We'll compare the following datasets:
- [GEM](https://globalenergymonitor.org/): Manual compilation of solar power plant data from public sources, reports, and satellite imagery, curated by the Global Energy Monitor (GEM) with geolocation and attribute verification.
- [PV_China_2020 (Zhang et al., 2022)](https://doi.org/10.5194/essd-14-3743-2022): Pixel-based classification of Landsat-8 imagery using a Random Forest model in Google Earth Engine, with training data from crowdsourced and manually labeled PV/non-PV regions, followed by morphological filtering and polygon vectorization.
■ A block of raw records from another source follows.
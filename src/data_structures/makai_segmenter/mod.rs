// Copyright (c) 2025 Mokulua Authors
//
// Licensed under dual license:
// - MIT License (LICENSE-MIT or https://opensource.org/licenses/MIT)
// - Apache License, Version 2.0 (LICENSE-APACHE or https://www.apache.org/licenses/LICENSE-2.0)

//! Makai Segmenter for compound-word detection.
//!
//! This module decides whether a word is a *proper compound*: expressible
//! as a concatenation of two or more words stored in a [`LanaiTrie`]. The
//! search walks the trie one letter at a time and, whenever it stands on a
//! terminal node, may restart from the root to begin matching the next
//! sub-word. A word never counts as a compound of only itself.
//!
//! # Example
//!
//! ```
//! use mokulua_lib::data_structures::lanai_trie::LanaiTrie;
//! use mokulua_lib::data_structures::makai_segmenter::MakaiSegmenter;
//!
//! let trie = LanaiTrie::from_words(["cat", "dog", "catdog"]);
//! let segmenter = MakaiSegmenter::new(&trie);
//!
//! assert!(segmenter.is_compound("catdog"));
//! assert!(!segmenter.is_compound("cat"));
//!
//! let segmentation = segmenter.segment("catdog");
//! let subwords: Vec<&str> = segmentation.subwords.iter().map(String::as_str).collect();
//! assert_eq!(subwords, ["cat", "dog"]);
//! ```
//!
//! # Performance Characteristics
//!
//! Each accepted prefix reopens the search from the root, so pathological
//! word lists (long runs of a single letter, say) drive the walk to
//! exponential time. Natural-language word lists stay far away from that
//! corner; memoizing restart positions would cap the cost but is not done
//! here, keeping the walk allocation-free when no collection is requested.

#[cfg(test)]
mod tests;

use std::collections::BTreeSet;

use crate::data_structures::lanai_trie::{LanaiTrie, TrieNode};

/// Outcome of a segmentation query with sub-word collection enabled.
#[derive(Debug, Clone, PartialEq, Eq)]
pub struct Segmentation {
    /// Whether the word splits into two or more stored words.
    pub is_compound: bool,

    /// Every stored word touched as a terminal during the search, in
    /// lexicographic order. Terminals on abandoned branches are included,
    /// so the set describes all explored sub-word boundaries, not a single
    /// decomposition.
    pub subwords: BTreeSet<String>,
}

/// Compound-word segmentation engine over a borrowed [`LanaiTrie`].
///
/// The engine never mutates the trie; one engine can serve any number of
/// queries, and each query keeps its own recursion state.
#[derive(Debug, Clone, Copy)]
pub struct MakaiSegmenter<'a> {
    trie: &'a LanaiTrie,
}

impl<'a> MakaiSegmenter<'a> {
    /// Creates a segmenter reading from `trie`.
    pub fn new(trie: &'a LanaiTrie) -> Self {
        Self { trie }
    }

    /// Whether `word` is a concatenation of two or more stored words.
    ///
    /// Always `false` for the empty string, for words absent from any
    /// decomposition, and for a word whose only cover is itself.
    pub fn is_compound(&self, word: &str) -> bool {
        self.walk(word, 0, self.trie.root(), None)
    }

    /// Classifies `word` and collects the sub-words touched along the way.
    pub fn segment(&self, word: &str) -> Segmentation {
        let mut subwords = BTreeSet::new();
        let is_compound = self.walk(word, 0, self.trie.root(), Some(&mut subwords));
        Segmentation {
            is_compound,
            subwords,
        }
    }

    /// Recursive search over the pair (position in `word`, current node).
    ///
    /// Two moves are tried at each position: consume the next letter over
    /// an existing edge, or, standing on a terminal, restart from the root
    /// at the same position to open the next sub-word. Recursion depth is
    /// bounded by `word.len()` plus the number of restarts, each of which
    /// consumes at least one letter.
    fn walk(
        &self,
        word: &str,
        position: usize,
        node: &TrieNode,
        mut collected: Option<&mut BTreeSet<String>>,
    ) -> bool {
        let bytes = word.as_bytes();

        // All input consumed: accept only on a terminal for a word other
        // than the query itself, so a word is never a compound of itself.
        if position == bytes.len() {
            return match node.word() {
                Some(terminal) if terminal != word => {
                    if let Some(set) = collected {
                        set.insert(terminal.to_owned());
                    }
                    true
                }
                _ => false,
            };
        }

        let mut matched = false;

        // Continue the sub-word in progress along an existing edge.
        if let Some(child) = node.child(bytes[position]) {
            matched = self.walk(word, position + 1, child, collected.as_deref_mut());
        }

        // A complete sub-word ends here; if extending got stuck, try the
        // remainder as a fresh word from the root.
        if !matched && node.is_terminal() {
            matched = self.walk(word, position, self.trie.root(), collected.as_deref_mut());
        }

        // Record every terminal the walk stands on, whether or not the
        // branches above panned out.
        if let (Some(set), Some(terminal)) = (collected, node.word()) {
            set.insert(terminal.to_owned());
        }

        matched
    }
}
- [ChinaPV_Vectorized_2020 (Liu et al., 2024)](https://doi.org/10.1038/s41597-024-04356-z): Random Forest classification on cloud-filtered Landsat-8 imagery enriched with texture features, refined by morphological operations and manual correction using Google Earth Pro to produce high-accuracy polygon vectors of PV installations.

We focus on the year 2020 because it is the common reference year across all three datasets. This temporal alignment ensures that our comparison is meaningful and unbiased by time-based discrepancies.